Quisiera saber quién fue realmente la soñadora.
Aquella mujer que durante un tiempo fue mi madre
y que hoy solo la comprenden los duendes de la aurora.
Poder verla no como un hijo, sino como un padre.
Hay veces que me asalta una idea. Imaginarla
esfumarse de la vida como el mar en la orilla
y como el sol se lanza sobre el día, ir a buscarla
y hallarla entre rocas blancas, como niña de arcilla.
Insuflarle la vida con un hálito divino
y bañarla en el Leteo, el río del olvido,
para que pueda madrugarle el silente destino
de una nueva aurora y curar su corazón herido.
Pero la vida es un río en el cauce de los días
y un espejo que hoy solo me refleja en su afluente
su rostro ajado, surcado de tiempos y agonías,
cada vez más parecido al que besaré en la frente.

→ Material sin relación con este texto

impl<P: WalletProvider> Wallet<P> {
    pub fn new(provider: Option<P>, config: Rc<ExtensionConfig>, sink: Rc<dyn EventSink>) -> Self {
        Self {
            provider,
            config,
            sink,
            state: RefCell::new(WalletStatus::default()),
        }
    }

    pub fn config(&self) -> &ExtensionConfig {
        &self.config
    }

    pub fn provider(&self) -> Result<&P> {
        self.provider.as_ref().ok_or_else(|| WalletError::NoProvider.into())
    }

    pub fn snapshot(&self) -> WalletStatus {
        self.state.borrow().clone()
    }

    pub fn address(&self) -> Option<String> {
        self.state.borrow().address.clone()
    }

    pub(crate) fn emit(&self, event: WalletManagerEvent) {
        self.sink.emit(event);
    }

    pub async fn rpc(&self, method: &str, params: Value) -> Result<Value> {
        Ok(self.provider()?.request(method, params).await?)
    }

    pub async fn accounts(&self) -> Result<Vec<String>> {
        let raw = self.rpc("eth_accounts", json!([])).await?;
        Ok(serde_json::from_value(raw)?)
    }

    fn mark_connected(&self, address: &str) {
        {
            let mut state = self.state.borrow_mut();
            state.connected = true;
            state.address = Some(address.to_string());
        }
        self.emit(WalletManagerEvent::WalletConnected(address.to_string()));
    }

    fn mark_disconnected(&self) {
        let was_connected = {
            let mut state = self.state.borrow_mut();
            let was = state.connected;
            state.connected = false;
            state.address = None;
            state.balance = None;
            was
        };
        if was_connected {
            self.emit(WalletManagerEvent::WalletDisconnected);
        }
    }

    fn set_network(&self, chain_id: &str) {
        self.state.borrow_mut().network = Some(chain_id.to_string());
        self.emit(WalletManagerEvent::NetworkUpdated(chain_id.to_string()));
    }

    /// Silent check via `eth_accounts`; never prompts the user
    pub async fn check_connection(&self) -> Result<Option<String>> {
        let accounts = self.accounts().await?;
        let Some(address) = accounts.into_iter().next() else {
            self.mark_disconnected();
            return Ok(None);
        };
        self.mark_connected(&address);
        if let Err(e) = self.refresh_balance().await {
            log::warn!("Balance refresh failed: {}", e);
        }
        Ok(Some(address))
    }

    /// Prompt for accounts, move to the configured chain and load the balance
    pub async fn connect(&self) -> Result<ConnectReport> {
        let raw = self.rpc("eth_requestAccounts", json!([])).await?;
        let accounts: Vec<String> = serde_json::from_value(raw)?;
        let address = accounts.into_iter().next().ok_or(WalletError::NoAccounts)?;
        log::info!("💰 Wallet connected: {}", address);
        self.mark_connected(&address);

        if let Err(e) = self.ensure_network().await {
            log::warn!("Network switch after connect failed: {}", e);
        }
        let balance = match self.refresh_balance().await {
            Ok(balance) => balance.map(|b| format_units(b, self.config.token.decimals)),
            Err(e) => {
                log::warn!("Balance refresh failed: {}", e);
                None
            }
        };

        Ok(ConnectReport {
            address,
            network: self.state.borrow().network.clone(),
            balance,
            message: "Wallet connected successfully".to_string(),
        })
    }

    pub async fn check_network(&self) -> Result<String> {
        let raw = self.rpc("eth_chainId", json!([])).await?;
        let chain_id: String = serde_json::from_value(raw)?;
        self.set_network(&chain_id);
        Ok(chain_id)
    }

    fn add_chain_params(&self) -> Value {
        let network = &self.config.network;
        json!([{
            "chainId": network.chain_id_hex(),
            "chainName": network.name,
            "nativeCurrency": {
                "name": network.native_symbol,
                "symbol": network.native_symbol,
                "decimals": 18,
            },
            "rpcUrls": network.rpc_urls,
            "blockExplorerUrls": network.explorer_url.iter().collect::<Vec<_>>(),
        }])
    }

    /// Switch to the configured chain, adding it first when the wallet does
    /// not know it (4902)
    pub async fn ensure_network(&self) -> Result<()> {
        let current = self.check_network().await?;
        let network = &self.config.network;
        if network.matches(&current) {
            return Ok(());
        }

        let target = network.chain_id_hex();
        log::info!("🔀 Switching wallet from {} to {} ({})", current, network.name, target);
        let provider = self.provider()?;
        match provider
            .request("wallet_switchEthereumChain", json!([{ "chainId": target }]))
            .await
        {
            Ok(_) => {}
            Err(e) if e.is_unknown_chain() => {
                log::info!("➕ Adding {} to the wallet", network.name);
                provider
                    .request("wallet_addEthereumChain", self.add_chain_params())
                    .await
                    .map_err(|e| {
                        log::warn!("wallet_addEthereumChain failed: {}", e);
                        WalletError::WrongNetwork(network.name.clone())
                    })?;
            }
            Err(e) if e.code == Some(ProviderError::USER_REJECTED) => {
                return Err(WalletError::UserRejected.into());
            }
            Err(e) => {
                log::warn!("wallet_switchEthereumChain failed: {}", e);
                return Err(WalletError::WrongNetwork(network.name.clone()).into());
            }
        }
        self.set_network(&target);
        Ok(())
    }

    pub async fn balance_of(&self, owner: &Address) -> Result<U256> {
        let call = json!([
            {
                "to": self.config.token.contract,
                "data": to_hex_data(&encode_balance_of(owner)),
            },
            "latest"
        ]);
        let raw = self.rpc("eth_call", call).await?;
        let data = raw
            .as_str()
            .ok_or_else(|| Error::Malformed(format!("eth_call returned {}", raw)))?;
        decode_uint256(data)
    }

    /// Token balance of the connected account; `None` when disconnected or
    /// on another chain
    pub async fn refresh_balance(&self) -> Result<Option<U256>> {
        let Some(address) = self.address() else {
            return Ok(None);
        };
        let chain_id = self.check_network().await?;
        if !self.config.network.matches(&chain_id) {
            self.state.borrow_mut().balance = None;
            return Ok(None);
        }

        let balance = self.balance_of(&parse_address(&address)?).await?;
        let display = format_units(balance, self.config.token.decimals);
        self.state.borrow_mut().balance = Some(display.clone());
        self.emit(WalletManagerEvent::BalanceUpdated(display));
        Ok(Some(balance))
    }

    /// Fresh status read from the provider
    pub async fn status(&self) -> Result<WalletStatusReport> {
        if self.provider.is_none() {
            return Ok(WalletStatusReport::default());
        }
        let accounts = self.accounts().await?;
        let address = accounts.into_iter().next();
        let network = match &address {
            Some(_) => match self.rpc("eth_chainId", json!([])).await {
                Ok(chain) => chain.as_str().map(str::to_string),
                Err(e) => {
                    log::warn!("eth_chainId failed: {}", e);
                    None
                }
            },
            None => None,
        };

        Ok(WalletStatusReport {
            wallet_available: true,
            wallet_connected: address.is_some(),
            wallet_address: address,
            network,
            balance: self.state.borrow().balance.clone(),
        })
    }

    pub fn diagnostic(&self, now_ms: u64) -> ProviderDiagnostic {
        ProviderDiagnostic {
            timestamp: now_ms,
            ethereum: self.provider.as_ref().map(|p| p.info()).unwrap_or_default(),
        }
    }

    pub async fn handle_provider_event(&self, event: ProviderEvent) {
        log::info!("💰 Provider event: {:?}", event);
        match event {
            ProviderEvent::AccountsChanged(accounts) => match accounts.first() {
                Some(address) => {
                    self.mark_connected(address);
                    if let Err(e) = self.refresh_balance().await {
                        log::warn!("Balance refresh failed: {}", e);
                    }
                }
                None => self.mark_disconnected(),
            },
            ProviderEvent::ChainChanged(chain_id) => {
                self.set_network(&chain_id);
                if let Err(e) = self.refresh_balance().await {
                    log::warn!("Balance refresh failed: {}", e);
                }
            }
            ProviderEvent::Disconnect => self.mark_disconnected(),
        }
    }
}
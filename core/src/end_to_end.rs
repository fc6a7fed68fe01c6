//! All four contexts wired together in one process: the window channel is a
//! shared queue pumped between relay and page bridge.

use async_trait::async_trait;
use serde_json::Value;
use std::cell::{Cell, RefCell};
use std::collections::VecDeque;
use std::rc::Rc;
use std::time::Duration;

use crate::bridge::{BridgeEvents, PageBridge};
use crate::clock::testing::TokioClock;
use crate::coordinator::{Badge, BadgeSurface, Coordinator, Notifier};
use crate::correlator::{Correlator, Outbound};
use crate::detection::PageFields;
use crate::error::{RelayError, Result};
use crate::history::{History, MemoryStore, TxStatus};
use crate::protocol::{Reply, RuntimeMessage, TabMessage};
use crate::relay::{Background, PageSource, Relay};
use crate::router::{Handler, MessageSender};
use crate::wallet::testing::{config, FakeWallet};
use crate::wallet::Wallet;

#[derive(Default)]
struct Window(RefCell<VecDeque<Value>>);

impl Outbound for Window {
    fn post(&self, message: Value) -> std::result::Result<(), RelayError> {
        self.0.borrow_mut().push_back(message);
        Ok(())
    }
}

struct Quiet;

impl Notifier for Quiet {
    fn notify(&self, _title: &str, _message: &str) {}
}

impl BadgeSurface for Quiet {
    fn show(&self, _tab_id: i32, _badge: Badge) {}
}

type TestCoordinator = Coordinator<Rc<MemoryStore>, TokioClock>;

/// chrome.runtime.sendMessage straight into the coordinator
struct Runtime(Rc<TestCoordinator>);

#[async_trait(?Send)]
impl Background for Runtime {
    async fn send(&self, message: RuntimeMessage) -> Result<Reply> {
        Ok(self.0.handle(message, MessageSender::tab(1)).await)
    }
}

struct Paywall;

impl PageSource for Paywall {
    fn read_fields(&self) -> PageFields {
        [
            ("payment-required", "true"),
            ("amount", "2.50"),
            ("currency", "USDC"),
            ("description", "Premium article"),
        ]
        .into_iter()
        .collect()
    }
}

#[tokio::test]
async fn test_insufficient_balance_ends_as_failed_history_entry() {
    let config = config();
    let window = Rc::new(Window::default());

    let coordinator: Rc<TestCoordinator> = Rc::new(Coordinator::new(
        History::new(Rc::new(MemoryStore::new()), config.history.cap),
        TokioClock,
        Rc::new(Quiet),
        Rc::new(Quiet),
    ));
    let relay = Relay::new(
        Rc::new(Correlator::new(window.clone(), TokioClock)),
        Rc::new(Runtime(coordinator.clone())),
        Rc::new(Paywall),
        config.clone(),
    );

    // one USDC available, 2.50 requested
    let fake = FakeWallet::funded(1_000_000);
    let wallet = Rc::new(Wallet::new(
        Some(fake.clone()),
        config.clone(),
        Rc::new(BridgeEvents::new(window.clone())),
    ));
    let bridge = PageBridge::new(wallet, TokioClock);

    relay.start().await;
    assert!(coordinator.state().x402_detected);

    let done = Cell::new(false);
    let popup = async {
        let reply = relay.handle(TabMessage::MakePayment, MessageSender::default()).await;
        done.set(true);
        reply
    };
    let pump = async {
        while !done.get() {
            let next = window.0.borrow_mut().pop_front();
            match next {
                Some(message) => {
                    if let Some(answer) = bridge.on_window_message(&message).await {
                        window.post(answer.to_value().unwrap()).unwrap();
                    }
                    relay.on_page_message(&message).await;
                }
                None => tokio::time::sleep(Duration::from_millis(1)).await,
            }
        }
    };
    let (reply, ()) = futures::join!(popup, pump);

    let error = reply.error_message().unwrap();
    assert!(error.contains("Insufficient USDC balance"), "{error}");
    assert!(fake.sent_transactions().is_empty());

    let records = coordinator.history().load().await.unwrap();
    assert_eq!(records.len(), 1);
    assert_eq!(records[0].status, TxStatus::Failed);
    assert_eq!(records[0].amount, "2.50");
    let message = records[0].error.as_deref().unwrap();
    assert!(message.contains("Insufficient USDC balance"));
    assert!(message.contains("2.50"));
}

#[tokio::test]
async fn test_returning_to_a_paywalled_tab_restores_detection() {
    let config = config();
    let window = Rc::new(Window::default());
    let coordinator: Rc<TestCoordinator> = Rc::new(Coordinator::new(
        History::new(Rc::new(MemoryStore::new()), config.history.cap),
        TokioClock,
        Rc::new(Quiet),
        Rc::new(Quiet),
    ));
    let relay = Relay::new(
        Rc::new(Correlator::new(window, TokioClock)),
        Rc::new(Runtime(coordinator.clone())),
        Rc::new(Paywall),
        config,
    );

    relay.start().await;
    coordinator.on_tab_activated(2);
    assert!(!coordinator.state().x402_detected);
    coordinator.on_tab_activated(1);

    relay.rescan().await;
    relay.rescan().await;
    let state = coordinator.state();
    assert!(state.x402_detected);
    assert_eq!(state.x402_data.unwrap().amount, "2.50");
}
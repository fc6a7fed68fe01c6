use dioxus::prelude::*;
use x402_pay_core::payment::PaymentReceipt;

use crate::icons;

#[derive(Clone, Debug, PartialEq)]
pub enum Notice {
    Info(String),
    Success(String),
    Paid(PaymentReceipt),
    Error(String),
}

#[component]
pub fn NoticeBanner(notice: Notice, on_dismiss: EventHandler<()>) -> Element {
    let (tone, message, link) = match &notice {
        Notice::Info(message) => ("bg-blue-50 border-blue-200 text-blue-800", message.clone(), None),
        Notice::Success(message) => ("bg-green-50 border-green-200 text-green-800", message.clone(), None),
        Notice::Paid(receipt) => (
            "bg-green-50 border-green-200 text-green-800",
            receipt.message.clone(),
            receipt.explorer_url.clone(),
        ),
        Notice::Error(message) => ("bg-red-50 border-red-200 text-red-800", message.clone(), None),
    };
    let failed = matches!(notice, Notice::Error(_));

    rsx! {
        div { class: "border rounded-lg p-3 text-sm {tone}",
            div { class: "flex items-start",
                if failed {
                    icons::AlertCircle { class: Some("w-4 h-4 mr-2 mt-0.5 flex-shrink-0".to_string()) }
                } else {
                    icons::CheckCircle { class: Some("w-4 h-4 mr-2 mt-0.5 flex-shrink-0".to_string()) }
                }
                div { class: "flex-1 break-words",
                    p { "{message}" }
                    if let Some(href) = link {
                        a {
                            class: "inline-flex items-center mt-1 underline",
                            href: "{href}",
                            target: "_blank",
                            "View on explorer"
                            icons::ExternalLink { class: Some("w-3 h-3 ml-1".to_string()) }
                        }
                    }
                }
                button {
                    class: "ml-2 opacity-60 hover:opacity-100",
                    onclick: move |_| on_dismiss.call(()),
                    icons::X { class: Some("w-4 h-4".to_string()) }
                }
            }
        }
    }
}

Sin embargo, en el sinsentido que pareciera
ser la vida, en ocasiones percibo a su lado
reminiscencias fugaces de la mujer que era.
Aquella que apacentaba su idealismo llorado.
Y que hoy, avasallada por las culpas mordaces
de los que perdieron la percepción de la belleza
que otorga el día a día con sus limosnas fugaces,
solo es un gris fantasma de inveterada tristeza.
En las sombras espectrales de tu vaga memoria,
como catedrales en ruinas que duermen en calma…
Ya no te surca la luna con su plata ilusoria
y que hoy es estigio de la niña muerta de tu alma.